BEGIN

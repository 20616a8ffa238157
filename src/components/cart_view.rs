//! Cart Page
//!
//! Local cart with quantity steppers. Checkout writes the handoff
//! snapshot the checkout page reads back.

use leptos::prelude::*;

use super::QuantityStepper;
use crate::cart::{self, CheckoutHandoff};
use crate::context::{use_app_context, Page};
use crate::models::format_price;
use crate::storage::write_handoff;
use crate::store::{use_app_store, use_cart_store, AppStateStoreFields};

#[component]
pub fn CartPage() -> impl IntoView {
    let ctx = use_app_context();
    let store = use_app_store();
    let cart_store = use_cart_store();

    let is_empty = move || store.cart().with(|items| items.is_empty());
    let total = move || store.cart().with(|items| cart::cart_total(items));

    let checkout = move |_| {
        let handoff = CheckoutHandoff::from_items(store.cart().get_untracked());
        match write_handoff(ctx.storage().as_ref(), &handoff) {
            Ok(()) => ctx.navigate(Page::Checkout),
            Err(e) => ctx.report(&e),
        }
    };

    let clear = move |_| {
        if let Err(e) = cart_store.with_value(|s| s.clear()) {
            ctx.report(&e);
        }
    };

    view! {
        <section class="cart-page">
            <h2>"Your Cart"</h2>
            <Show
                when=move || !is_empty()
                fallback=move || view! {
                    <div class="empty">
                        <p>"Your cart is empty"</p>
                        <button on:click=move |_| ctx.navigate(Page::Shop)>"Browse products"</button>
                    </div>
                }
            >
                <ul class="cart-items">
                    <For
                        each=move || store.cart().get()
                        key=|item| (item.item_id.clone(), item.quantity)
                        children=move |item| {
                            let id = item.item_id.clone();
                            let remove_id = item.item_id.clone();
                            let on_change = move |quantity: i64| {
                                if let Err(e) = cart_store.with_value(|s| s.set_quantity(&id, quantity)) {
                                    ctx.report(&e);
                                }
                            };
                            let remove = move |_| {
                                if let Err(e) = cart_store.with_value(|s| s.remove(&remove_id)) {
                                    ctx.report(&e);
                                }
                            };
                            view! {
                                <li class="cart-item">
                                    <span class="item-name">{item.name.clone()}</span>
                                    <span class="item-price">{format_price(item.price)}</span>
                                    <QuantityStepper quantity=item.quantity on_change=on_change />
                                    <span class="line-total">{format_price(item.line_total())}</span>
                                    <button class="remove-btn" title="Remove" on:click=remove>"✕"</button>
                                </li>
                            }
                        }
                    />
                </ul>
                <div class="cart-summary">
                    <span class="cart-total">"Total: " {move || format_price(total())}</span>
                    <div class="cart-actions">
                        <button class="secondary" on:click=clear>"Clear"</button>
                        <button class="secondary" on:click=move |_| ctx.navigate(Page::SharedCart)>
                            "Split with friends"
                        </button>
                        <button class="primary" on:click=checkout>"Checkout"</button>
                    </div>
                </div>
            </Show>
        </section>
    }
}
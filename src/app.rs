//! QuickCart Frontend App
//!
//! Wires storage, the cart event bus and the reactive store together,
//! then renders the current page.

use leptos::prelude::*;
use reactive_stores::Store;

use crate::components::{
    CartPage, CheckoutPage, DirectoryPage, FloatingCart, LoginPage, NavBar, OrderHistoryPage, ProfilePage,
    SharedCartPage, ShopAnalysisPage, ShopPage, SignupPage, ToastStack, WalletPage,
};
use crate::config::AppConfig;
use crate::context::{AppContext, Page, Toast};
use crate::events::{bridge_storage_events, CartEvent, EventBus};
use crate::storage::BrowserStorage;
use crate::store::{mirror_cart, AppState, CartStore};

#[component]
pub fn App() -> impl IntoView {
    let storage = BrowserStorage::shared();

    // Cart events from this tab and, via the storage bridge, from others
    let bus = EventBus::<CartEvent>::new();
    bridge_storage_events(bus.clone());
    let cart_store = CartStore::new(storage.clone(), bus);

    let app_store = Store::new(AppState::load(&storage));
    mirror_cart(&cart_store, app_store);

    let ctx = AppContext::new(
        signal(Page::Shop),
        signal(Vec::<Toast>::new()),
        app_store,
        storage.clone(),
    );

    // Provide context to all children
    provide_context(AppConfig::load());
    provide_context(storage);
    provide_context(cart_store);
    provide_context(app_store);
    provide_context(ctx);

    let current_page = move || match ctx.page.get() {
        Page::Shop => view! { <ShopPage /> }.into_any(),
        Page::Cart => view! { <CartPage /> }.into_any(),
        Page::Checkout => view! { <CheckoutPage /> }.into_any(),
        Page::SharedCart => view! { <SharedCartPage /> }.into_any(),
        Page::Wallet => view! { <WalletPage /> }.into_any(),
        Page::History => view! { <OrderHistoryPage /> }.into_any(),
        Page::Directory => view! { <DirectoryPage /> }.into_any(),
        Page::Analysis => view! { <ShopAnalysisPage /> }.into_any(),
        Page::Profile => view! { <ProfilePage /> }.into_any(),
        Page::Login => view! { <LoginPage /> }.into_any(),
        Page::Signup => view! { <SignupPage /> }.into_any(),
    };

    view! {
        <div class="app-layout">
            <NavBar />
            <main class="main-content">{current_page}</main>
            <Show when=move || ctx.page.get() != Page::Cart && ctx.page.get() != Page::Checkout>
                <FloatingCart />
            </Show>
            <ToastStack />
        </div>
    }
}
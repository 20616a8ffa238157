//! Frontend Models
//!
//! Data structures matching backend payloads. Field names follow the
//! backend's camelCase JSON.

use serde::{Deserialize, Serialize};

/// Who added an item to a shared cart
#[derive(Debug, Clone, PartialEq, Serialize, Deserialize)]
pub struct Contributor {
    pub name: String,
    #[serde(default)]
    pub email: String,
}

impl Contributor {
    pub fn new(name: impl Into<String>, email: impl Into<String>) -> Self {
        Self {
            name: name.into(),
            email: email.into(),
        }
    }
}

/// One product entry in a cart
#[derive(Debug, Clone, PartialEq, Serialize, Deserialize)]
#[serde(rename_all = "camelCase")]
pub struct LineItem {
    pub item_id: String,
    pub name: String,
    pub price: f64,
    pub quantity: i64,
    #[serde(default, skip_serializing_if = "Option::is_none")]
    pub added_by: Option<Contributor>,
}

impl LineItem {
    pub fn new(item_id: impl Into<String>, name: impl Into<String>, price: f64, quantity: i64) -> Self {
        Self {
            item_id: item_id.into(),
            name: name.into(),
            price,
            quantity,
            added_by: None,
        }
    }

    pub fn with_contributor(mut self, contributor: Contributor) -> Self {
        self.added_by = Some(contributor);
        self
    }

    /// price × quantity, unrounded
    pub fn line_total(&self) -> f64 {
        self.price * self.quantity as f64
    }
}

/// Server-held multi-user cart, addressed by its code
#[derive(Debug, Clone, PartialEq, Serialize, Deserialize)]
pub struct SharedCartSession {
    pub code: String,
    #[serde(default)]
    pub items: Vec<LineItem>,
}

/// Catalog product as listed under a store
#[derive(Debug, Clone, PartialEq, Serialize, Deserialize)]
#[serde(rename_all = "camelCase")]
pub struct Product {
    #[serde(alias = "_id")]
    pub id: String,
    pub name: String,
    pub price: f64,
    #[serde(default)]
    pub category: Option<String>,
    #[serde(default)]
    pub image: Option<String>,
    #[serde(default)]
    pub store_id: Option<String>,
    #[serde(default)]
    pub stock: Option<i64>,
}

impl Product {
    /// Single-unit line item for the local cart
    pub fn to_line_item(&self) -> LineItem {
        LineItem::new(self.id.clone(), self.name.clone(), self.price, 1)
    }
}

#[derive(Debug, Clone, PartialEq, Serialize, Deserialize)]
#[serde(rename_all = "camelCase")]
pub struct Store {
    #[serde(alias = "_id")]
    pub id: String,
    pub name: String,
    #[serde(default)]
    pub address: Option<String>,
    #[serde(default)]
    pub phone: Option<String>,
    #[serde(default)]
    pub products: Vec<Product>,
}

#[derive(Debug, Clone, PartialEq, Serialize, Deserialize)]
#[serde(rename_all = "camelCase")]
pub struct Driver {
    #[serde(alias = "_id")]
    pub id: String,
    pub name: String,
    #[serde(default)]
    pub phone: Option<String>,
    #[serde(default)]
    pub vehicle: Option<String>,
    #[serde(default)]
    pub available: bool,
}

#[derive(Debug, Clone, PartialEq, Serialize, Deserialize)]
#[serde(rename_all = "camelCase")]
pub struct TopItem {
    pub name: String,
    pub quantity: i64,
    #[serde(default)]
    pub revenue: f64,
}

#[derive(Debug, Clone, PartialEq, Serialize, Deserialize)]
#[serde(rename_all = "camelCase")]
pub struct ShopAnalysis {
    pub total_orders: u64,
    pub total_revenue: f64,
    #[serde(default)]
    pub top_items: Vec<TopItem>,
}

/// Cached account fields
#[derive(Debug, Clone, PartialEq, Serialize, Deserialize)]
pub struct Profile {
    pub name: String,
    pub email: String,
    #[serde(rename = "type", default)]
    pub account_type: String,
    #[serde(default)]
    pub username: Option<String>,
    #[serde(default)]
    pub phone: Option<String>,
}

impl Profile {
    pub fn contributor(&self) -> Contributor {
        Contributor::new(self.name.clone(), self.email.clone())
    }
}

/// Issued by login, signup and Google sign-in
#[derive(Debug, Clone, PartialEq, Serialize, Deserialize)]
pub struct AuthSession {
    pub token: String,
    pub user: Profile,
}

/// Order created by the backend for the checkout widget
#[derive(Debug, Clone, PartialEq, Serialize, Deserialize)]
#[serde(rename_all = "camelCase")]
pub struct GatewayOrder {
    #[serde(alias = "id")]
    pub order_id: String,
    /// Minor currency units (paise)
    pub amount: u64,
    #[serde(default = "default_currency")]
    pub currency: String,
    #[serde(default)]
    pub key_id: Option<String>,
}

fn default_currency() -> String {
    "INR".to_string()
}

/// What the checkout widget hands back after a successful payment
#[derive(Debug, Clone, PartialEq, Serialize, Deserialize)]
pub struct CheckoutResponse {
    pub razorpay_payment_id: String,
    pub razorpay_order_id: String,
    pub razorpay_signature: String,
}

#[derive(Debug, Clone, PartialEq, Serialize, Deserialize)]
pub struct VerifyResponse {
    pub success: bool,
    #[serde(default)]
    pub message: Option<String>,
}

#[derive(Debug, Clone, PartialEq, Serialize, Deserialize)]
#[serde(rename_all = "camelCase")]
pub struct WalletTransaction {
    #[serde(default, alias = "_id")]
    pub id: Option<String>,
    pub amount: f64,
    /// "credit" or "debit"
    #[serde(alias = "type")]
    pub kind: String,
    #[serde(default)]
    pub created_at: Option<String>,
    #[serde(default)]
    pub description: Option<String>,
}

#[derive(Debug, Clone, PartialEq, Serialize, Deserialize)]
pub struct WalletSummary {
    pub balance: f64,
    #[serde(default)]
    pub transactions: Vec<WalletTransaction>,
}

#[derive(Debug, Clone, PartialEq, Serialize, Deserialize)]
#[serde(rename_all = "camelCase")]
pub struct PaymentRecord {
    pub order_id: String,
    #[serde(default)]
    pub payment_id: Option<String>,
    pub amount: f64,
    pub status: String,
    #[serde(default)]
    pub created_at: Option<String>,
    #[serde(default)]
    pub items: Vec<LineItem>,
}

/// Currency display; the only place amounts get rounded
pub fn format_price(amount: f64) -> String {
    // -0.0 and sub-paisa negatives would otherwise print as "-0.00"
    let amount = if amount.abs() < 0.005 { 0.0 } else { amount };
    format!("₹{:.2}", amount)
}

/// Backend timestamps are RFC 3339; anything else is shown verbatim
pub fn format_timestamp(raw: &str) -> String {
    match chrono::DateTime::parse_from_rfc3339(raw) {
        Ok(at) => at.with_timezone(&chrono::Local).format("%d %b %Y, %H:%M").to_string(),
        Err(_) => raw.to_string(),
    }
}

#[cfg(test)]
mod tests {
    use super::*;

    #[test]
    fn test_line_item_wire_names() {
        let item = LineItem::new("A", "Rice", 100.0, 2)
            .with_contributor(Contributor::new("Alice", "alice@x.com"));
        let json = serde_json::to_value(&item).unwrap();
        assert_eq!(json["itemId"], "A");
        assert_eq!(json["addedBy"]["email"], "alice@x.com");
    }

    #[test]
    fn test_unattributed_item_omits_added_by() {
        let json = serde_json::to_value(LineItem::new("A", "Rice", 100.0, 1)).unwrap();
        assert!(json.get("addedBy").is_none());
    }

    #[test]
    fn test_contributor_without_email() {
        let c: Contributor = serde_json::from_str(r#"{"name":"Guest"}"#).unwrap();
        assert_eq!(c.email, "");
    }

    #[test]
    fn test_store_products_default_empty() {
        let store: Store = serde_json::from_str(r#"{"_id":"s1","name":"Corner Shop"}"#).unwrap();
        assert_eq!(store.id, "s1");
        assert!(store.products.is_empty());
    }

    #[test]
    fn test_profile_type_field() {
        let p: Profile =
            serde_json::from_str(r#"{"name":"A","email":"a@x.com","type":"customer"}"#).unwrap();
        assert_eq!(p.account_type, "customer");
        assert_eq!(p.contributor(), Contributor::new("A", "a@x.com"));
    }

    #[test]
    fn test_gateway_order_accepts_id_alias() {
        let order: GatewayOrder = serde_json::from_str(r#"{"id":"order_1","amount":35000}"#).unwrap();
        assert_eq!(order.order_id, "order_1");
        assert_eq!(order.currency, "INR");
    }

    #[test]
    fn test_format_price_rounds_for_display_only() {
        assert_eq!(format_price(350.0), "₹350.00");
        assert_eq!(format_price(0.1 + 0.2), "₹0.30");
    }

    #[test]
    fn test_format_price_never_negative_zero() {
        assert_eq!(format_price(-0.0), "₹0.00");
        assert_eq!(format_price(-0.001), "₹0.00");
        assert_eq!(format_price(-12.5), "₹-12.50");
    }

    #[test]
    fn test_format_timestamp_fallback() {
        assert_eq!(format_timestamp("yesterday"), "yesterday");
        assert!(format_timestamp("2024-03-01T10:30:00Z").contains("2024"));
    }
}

END

* _WHAT YOU HAVE TO DO_:
From the entries above, restate word for word the lines from the line containing "Page::Directory => view!" to the line containing "backend's camelCase JSON.", both ends included, and nothing more.

* _RESPONSE TO THIS TASK_:
        Page::Directory => view! { <DirectoryPage /> }.into_any(),
        Page::Analysis => view! { <ShopAnalysisPage /> }.into_any(),
        Page::Profile => view! { <ProfilePage /> }.into_any(),
        Page::Login => view! { <LoginPage /> }.into_any(),
        Page::Signup => view! { <SignupPage /> }.into_any(),
    };

    view! {
        <div class="app-layout">
            <NavBar />
            <main class="main-content">{current_page}</main>
            <Show when=move || ctx.page.get() != Page::Cart && ctx.page.get() != Page::Checkout>
                <FloatingCart />
            </Show>
            <ToastStack />
        </div>
    }
}
repository 20616a8ffa238157
//! Frontend Models
//!
//! Data structures matching backend payloads. Field names follow the
//! backend's camelCase JSON.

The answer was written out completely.